Driving Biomedical Projects & Collaborations

A long-standing goal of the Resource for Integrated Biotechnology has been to stimulate collaborative interactions with members of the broader scientific community. These interactions come in two forms: Driving Biomedical Projects (DBPs) and more standard Collaborations. Our DBPs serve two purposes: 1) to provide a test-bed for the technology being developed by our Technology Research and Development (TR&D) projects, and 2) to provide feed-back that helps refine technology and identify new technology needs. A unique feature of this Resource is the broad and integrated collection of glycotechnology tools to attack particularly challenging problems in glycobiology. These capabilities include expression of protein constructs, synthesis of carbohydrate-based probes, mass spectral and NMR characterization of complexes, cell-based assays, and computer modeling. The DBPs represent areas with significant potential for biomedical impact, including proteoglycan (PG) functions that probe chemokine, morphogen, growth factor, and guidance molecule interactions and effects on cell signaling, assembly of complex structures such as neuromuscular junctions, and proliferation of malignant cells. Hence, successful advancements of these DBPs demonstrate the impact of the technology. Each DBP also presents a significant challenge and the need for new technology developments will be demonstrated. DBPs in most cases will drive more than one TR&D project; this is especially appropriate given the integrated nature of our Resource.
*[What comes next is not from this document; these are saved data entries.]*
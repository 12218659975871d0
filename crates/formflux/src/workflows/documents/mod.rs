//! Document compilation: maps a collected answer set onto one or more templates, appends
//! the identity exhibit, and writes a single dispatchable artifact.
//!
//! Compiled documents are JSON. A single-template form yields one `.json` document; a
//! bundle form yields one `.zip` archive holding a document per template. Output files are
//! written under a temporary name and only renamed into place once complete.

mod bundle;
mod exhibit;
mod template;

pub use exhibit::{ExhibitEntry, IdentityExhibit};
pub use template::{DocumentTemplate, TemplateSlot};

use std::fs::File;
use std::io::{BufReader, Write};
use std::path::{Path, PathBuf};

use serde::{Deserialize, Serialize};
use tracing::{debug, info, warn};

use crate::workflows::intake::domain::{
    AnswerMap, FieldKind, FormDefinition, IdentityArtifacts, TemplateRef, CHECKBOX_YES,
};
use template::LoadedTemplate;

/// Filesystem locations used by the compiler.
#[derive(Debug, Clone)]
pub struct CompilerConfig {
    pub template_dir: PathBuf,
    pub output_dir: PathBuf,
}

/// A template after answers were written into its slots.
#[derive(Debug, Clone, PartialEq, Eq, Serialize, Deserialize)]
pub struct FilledDocument {
    pub form_name: String,
    pub template: String,
    pub title: String,
    pub preamble: Vec<String>,
    pub slots: Vec<FilledSlot>,
    pub exhibit: IdentityExhibit,
}

#[derive(Debug, Clone, PartialEq, Eq, Serialize, Deserialize)]
pub struct FilledSlot {
    pub key: String,
    pub label: String,
    pub value: String,
    #[serde(default, skip_serializing_if = "Option::is_none")]
    pub checked: Option<bool>,
}

impl FilledDocument {
    /// Rendered value of a slot; blank slots yield `Some("")`.
    pub fn value(&self, key: &str) -> Option<&str> {
        self.slots
            .iter()
            .find(|slot| slot.key == key)
            .map(|slot| slot.value.as_str())
    }
}

#[derive(Debug, Clone, Copy, PartialEq, Eq, Serialize, Deserialize)]
#[serde(rename_all = "snake_case")]
pub enum ArtifactFormat {
    Document,
    Archive,
}

impl ArtifactFormat {
    pub const fn media_type(self) -> &'static str {
        match self {
            Self::Document => "application/json",
            Self::Archive => "application/zip",
        }
    }

    const fn extension(self) -> &'static str {
        match self {
            Self::Document => "json",
            Self::Archive => "zip",
        }
    }
}

/// Handle to one finished output, opaque to dispatchers beyond its path and format.
#[derive(Debug, Clone, PartialEq, Eq, Serialize, Deserialize)]
pub struct OutputArtifact {
    pub form_name: String,
    pub path: PathBuf,
    pub format: ArtifactFormat,
    pub document_count: usize,
}

impl OutputArtifact {
    pub fn file_name(&self) -> String {
        self.path
            .file_name()
            .map(|name| name.to_string_lossy().into_owned())
            .unwrap_or_default()
    }

    /// Read the compiled document(s) back from disk.
    pub fn documents(&self) -> Result<Vec<FilledDocument>, CompileError> {
        let file = File::open(&self.path)?;
        match self.format {
            ArtifactFormat::Document => {
                let document = serde_json::from_reader(BufReader::new(file))
                    .map_err(CompileError::Decode)?;
                Ok(vec![document])
            }
            ArtifactFormat::Archive => bundle::read_archive(file),
        }
    }

    /// Remove the artifact from disk. Already-removed files are not an error.
    pub fn discard(&self) -> std::io::Result<()> {
        match std::fs::remove_file(&self.path) {
            Err(err) if err.kind() != std::io::ErrorKind::NotFound => Err(err),
            _ => Ok(()),
        }
    }
}

#[derive(Debug, Clone)]
pub struct DocumentCompiler {
    config: CompilerConfig,
}

impl DocumentCompiler {
    pub fn new(config: CompilerConfig) -> Self {
        Self { config }
    }

    pub fn config(&self) -> &CompilerConfig {
        &self.config
    }

    /// Compile one form into a document, or into an archive when the form is a bundle.
    pub fn compile(
        &self,
        form: &FormDefinition,
        answers: &AnswerMap,
        artifacts: &IdentityArtifacts,
    ) -> Result<OutputArtifact, CompileError> {
        let scratch = tempfile::Builder::new()
            .prefix("formflux-exhibit-")
            .tempdir()?;
        let exhibit = exhibit::assemble(scratch.path(), artifacts);
        let result = exhibit.and_then(|exhibit| self.compile_with_exhibit(form, answers, &exhibit));

        if let Err(err) = scratch.close() {
            warn!(error = %err, "failed to remove exhibit scratch directory");
        }

        let artifact = result?;
        info!(
            form = %form.name,
            path = %artifact.path.display(),
            documents = artifact.document_count,
            "compiled intake document"
        );
        Ok(artifact)
    }

    /// Compile every form in order. Either all outputs are produced or none are left on disk.
    pub fn compile_queue(
        &self,
        forms: &[&FormDefinition],
        answers: &AnswerMap,
        artifacts: &IdentityArtifacts,
    ) -> Result<Vec<OutputArtifact>, CompileError> {
        let mut outputs = Vec::with_capacity(forms.len());
        for form in forms {
            match self.compile(form, answers, artifacts) {
                Ok(output) => outputs.push(output),
                Err(err) => {
                    for produced in &outputs {
                        if let Err(cleanup) = produced.discard() {
                            warn!(
                                path = %produced.path.display(),
                                error = %cleanup,
                                "failed to discard partial submission output"
                            );
                        }
                    }
                    return Err(err);
                }
            }
        }
        Ok(outputs)
    }

    fn compile_with_exhibit(
        &self,
        form: &FormDefinition,
        answers: &AnswerMap,
        exhibit: &IdentityExhibit,
    ) -> Result<OutputArtifact, CompileError> {
        match &form.template {
            Some(TemplateRef::Bundle(paths)) => {
                if paths.is_empty() {
                    return Err(CompileError::EmptyBundle(form.name.clone()));
                }
                let mut members = Vec::with_capacity(paths.len());
                for (index, reference) in paths.iter().enumerate() {
                    let loaded = template::load_or_placeholder(
                        &self.config.template_dir,
                        Some(reference),
                        form,
                    )?;
                    let document = fill(form, &loaded, answers, exhibit);
                    let bytes = serde_json::to_vec_pretty(&document).map_err(CompileError::Encode)?;
                    members.push((bundle::entry_name(index, reference), bytes));
                }
                let count = members.len();
                self.persist(form, ArtifactFormat::Archive, count, |file| {
                    bundle::write_archive(file, &members).map(|_| ())
                })
            }
            Some(TemplateRef::Single(reference)) => {
                self.compile_single(form, Some(reference), answers, exhibit)
            }
            None => self.compile_single(form, None, answers, exhibit),
        }
    }

    fn compile_single(
        &self,
        form: &FormDefinition,
        reference: Option<&str>,
        answers: &AnswerMap,
        exhibit: &IdentityExhibit,
    ) -> Result<OutputArtifact, CompileError> {
        let loaded = template::load_or_placeholder(&self.config.template_dir, reference, form)?;
        let document = fill(form, &loaded, answers, exhibit);
        let bytes = serde_json::to_vec_pretty(&document).map_err(CompileError::Encode)?;
        self.persist(form, ArtifactFormat::Document, 1, |file| {
            file.write_all(&bytes)?;
            Ok(())
        })
    }

    fn persist<F>(
        &self,
        form: &FormDefinition,
        format: ArtifactFormat,
        document_count: usize,
        write: F,
    ) -> Result<OutputArtifact, CompileError>
    where
        F: FnOnce(&mut tempfile::NamedTempFile) -> Result<(), CompileError>,
    {
        std::fs::create_dir_all(&self.config.output_dir)?;
        let mut staging = tempfile::Builder::new()
            .prefix(".formflux-")
            .suffix(".partial")
            .tempfile_in(&self.config.output_dir)?;

        write(&mut staging)?;
        staging.as_file().sync_all()?;

        let path = output_path(&self.config.output_dir, &form.name, format);
        staging
            .persist(&path)
            .map_err(|err| CompileError::Io(err.error))?;

        Ok(OutputArtifact {
            form_name: form.name.clone(),
            path,
            format,
            document_count,
        })
    }
}

fn fill(
    form: &FormDefinition,
    loaded: &LoadedTemplate,
    answers: &AnswerMap,
    exhibit: &IdentityExhibit,
) -> FilledDocument {
    let slots = loaded
        .template
        .slots
        .iter()
        .map(|slot| {
            let field = form.field(&slot.key);
            let answer = field.and_then(|field| answers.get(&field.key));
            let value = answer.unwrap_or_default().to_string();
            let checked = match field.map(|field| &field.kind) {
                Some(FieldKind::Checkbox) => answer.map(|answer| answer == CHECKBOX_YES),
                Some(FieldKind::Text) | Some(FieldKind::Radio { .. }) | None => None,
            };
            if field.is_none() {
                debug!(form = %form.name, slot = %slot.key, "template slot has no matching field");
            }
            FilledSlot {
                key: slot.key.clone(),
                label: slot.label.clone(),
                value,
                checked,
            }
        })
        .collect();

    FilledDocument {
        form_name: form.name.clone(),
        template: loaded.source.clone(),
        title: loaded.template.title.clone(),
        preamble: loaded.template.preamble.clone(),
        slots,
        exhibit: exhibit.clone(),
    }
}

fn output_path(output_dir: &Path, form_name: &str, format: ArtifactFormat) -> PathBuf {
    let token = uuid::Uuid::new_v4().simple().to_string();
    output_dir.join(format!(
        "{}-{}.{}",
        slugify(form_name),
        &token[..8],
        format.extension()
    ))
}

fn slugify(name: &str) -> String {
    let mut slug = String::with_capacity(name.len());
    for ch in name.chars() {
        if ch.is_ascii_alphanumeric() {
            slug.push(ch.to_ascii_lowercase());
        } else if !slug.ends_with('-') {
            slug.push('-');
        }
    }
    let trimmed = slug.trim_matches('-');
    if trimmed.is_empty() {
        "form".to_string()
    } else {
        trimmed.to_string()
    }
}

/// Failure to produce a dispatchable document. Retrying is safe.
#[derive(Debug, thiserror::Error)]
pub enum CompileError {
    #[error("document io failure: {0}")]
    Io(#[from] std::io::Error),
    #[error("template {} could not be read: {source}", .path.display())]
    UnreadableTemplate {
        path: PathBuf,
        source: std::io::Error,
    },
    #[error("template {} is malformed: {source}", .path.display())]
    MalformedTemplate {
        path: PathBuf,
        source: serde_json::Error,
    },
    #[error("bundle form '{0}' lists no templates")]
    EmptyBundle(String),
    #[error("failed to encode compiled document: {0}")]
    Encode(serde_json::Error),
    #[error("failed to decode compiled document: {0}")]
    Decode(serde_json::Error),
    #[error("archive failure: {0}")]
    Archive(#[from] zip::result::ZipError),
}

#[cfg(test)]
mod tests {
    use super::*;

    #[test]
    fn slugify_collapses_punctuation() {
        assert_eq!(slugify("Visa Intake (Standard)"), "visa-intake-standard");
        assert_eq!(slugify("!!!"), "form");
    }
}
//! Client intake: form catalog, the per-client wizard state machine, and the service that
//! delivers finished submissions.

mod catalog;
pub mod domain;
pub mod gateways;
pub mod router;
pub mod service;
pub mod session;

#[cfg(test)]
mod tests;

pub use catalog::{CatalogError, FormCatalog};
pub use domain::{
    AnswerMap, ArtifactKind, FieldDefinition, FieldKind, FormDefinition, IdentityArtifacts,
    SharedFieldPolicy, TemplateRef, ValidationError,
};
pub use gateways::{
    AccessCodeList, AlertChannel, Authenticator, DispatchMetadata, DispatchReceipt, Dispatcher,
    QuestionPhraser, RepositoryError, SessionId, SessionRepository,
};
pub use router::intake_router;
pub use service::{
    Credential, DeliveryReport, FormSummary, IntakeService, IntakeSettings, QuestionView,
    ReviewDecision, ServiceError, SessionRequest, SessionView, SubmissionReport,
};
pub use session::{
    FieldPrompt, IntakeError, IntakeSession, IntakeStage, ReviewEntry, SessionOptions,
    SessionState, SubmissionOutput, DEFAULT_LANGUAGE,
};
pub mod documents;
pub mod intake;
pub mod ledger;
pub mod phrasing;

pub use documents::{CompileError, CompilerConfig, DocumentCompiler, OutputArtifact};
pub use intake::{intake_router, FormCatalog, IntakeService, IntakeSession};
pub use ledger::{BugLedger, BugReport, BugSeverity, SubmissionLedger, SubmissionLog};
pub use phrasing::{OpenAiPhraser, PlainPhraser};
use crate::demo::{run_demo, DemoArgs};
use crate::infra::load_catalog;
use crate::server;
use clap::{Args, Parser, Subcommand};
use formflux::config::AppConfig;
use formflux::error::AppError;
use formflux::workflows::ledger::{SubmissionLedger, SubmissionLog};

#[derive(Parser, Debug)]
#[command(
    name = "FormFlux",
    about = "Run the FormFlux client intake portal and inspect its records",
    version
)]
struct Cli {
    #[command(subcommand)]
    command: Option<Command>,
}

#[derive(Subcommand, Debug)]
enum Command {
    /// Start the HTTP service (default command)
    Serve(ServeArgs),
    /// List the forms in the configured catalog
    Forms,
    /// Print the submission log (admin view)
    Submissions,
    /// Walk a scripted client through the intake wizard end to end
    Demo(DemoArgs),
}

#[derive(Args, Debug, Default)]
pub(crate) struct ServeArgs {
    /// Override the configured host for the HTTP server
    #[arg(long)]
    pub(crate) host: Option<String>,
    /// Override the configured port for the HTTP server
    #[arg(long)]
    pub(crate) port: Option<u16>,
}

pub(crate) async fn run() -> Result<(), AppError> {
    let cli = Cli::parse();
    let command = cli
        .command
        .unwrap_or_else(|| Command::Serve(ServeArgs::default()));

    match command {
        Command::Serve(args) => server::run(args).await,
        Command::Forms => list_forms(),
        Command::Submissions => list_submissions(),
        Command::Demo(args) => run_demo(args),
    }
}

fn list_forms() -> Result<(), AppError> {
    let config = AppConfig::load()?;
    let catalog = load_catalog(&config.intake)?;

    println!("{} form(s) available", catalog.len());
    for form in catalog.forms() {
        let layout = if form.is_bundle() { "bundle" } else { "single" };
        println!("- {} ({} fields, {layout})", form.name, form.fields.len());
        if !form.description.is_empty() {
            println!("  {}", form.description);
        }
    }
    Ok(())
}

fn list_submissions() -> Result<(), AppError> {
    let config = AppConfig::load()?;
    let ledger = SubmissionLedger::new(&config.intake.submission_log);
    let entries = ledger.entries()?;

    if entries.is_empty() {
        println!("No submissions recorded in {}", ledger.path().display());
        return Ok(());
    }
    println!("{:<8}  {:<20}  {:<24}  {:<28}  Status", "ID", "Time", "Client", "Type");
    for entry in entries {
        println!(
            "{:<8}  {:<20}  {:<24}  {:<28}  {}",
            entry.id,
            entry.time.format("%Y-%m-%d %H:%M:%S"),
            entry.client,
            entry.form_type,
            entry.status.label()
        );
    }
    Ok(())
}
The more standard Collaborations with the Resource capitalize on the application of our technologies and serve to further their dissemination. Collaborations commonly exploit technologies still under development, where the projects can be more open-ended and generally require greater interaction between personnel of the Resource and outside investigators.

Dr. David Live is the Coordinator of Driving Biomedical Projects and Collaborations who can assist investigators in developing such projects. Initial contact may also be made directly with Resource investigators. Request forms for Driving Biomedical Projects can be found here and request form for Collaborative projects can be found here. Requests will be reviewed and when projects are approved, you will be directed to a secure webpage to enter more information about the project.

Publications resulting from these projects will very likely be co-authored by all those involved in the collaboration, and any publication using data from the Resource should include an acknowledgment similar to:

“We gratefully acknowledge the support of the Resource for Integrated Glycotechnology at the University of Georgia. This project was supported by grants from the National Institute of General Medical Sciences (GM103390) from the National Institutes of Health. The content is solely the responsibility of the authors and does not necessarily represent the official views of the National Institutes of Health.”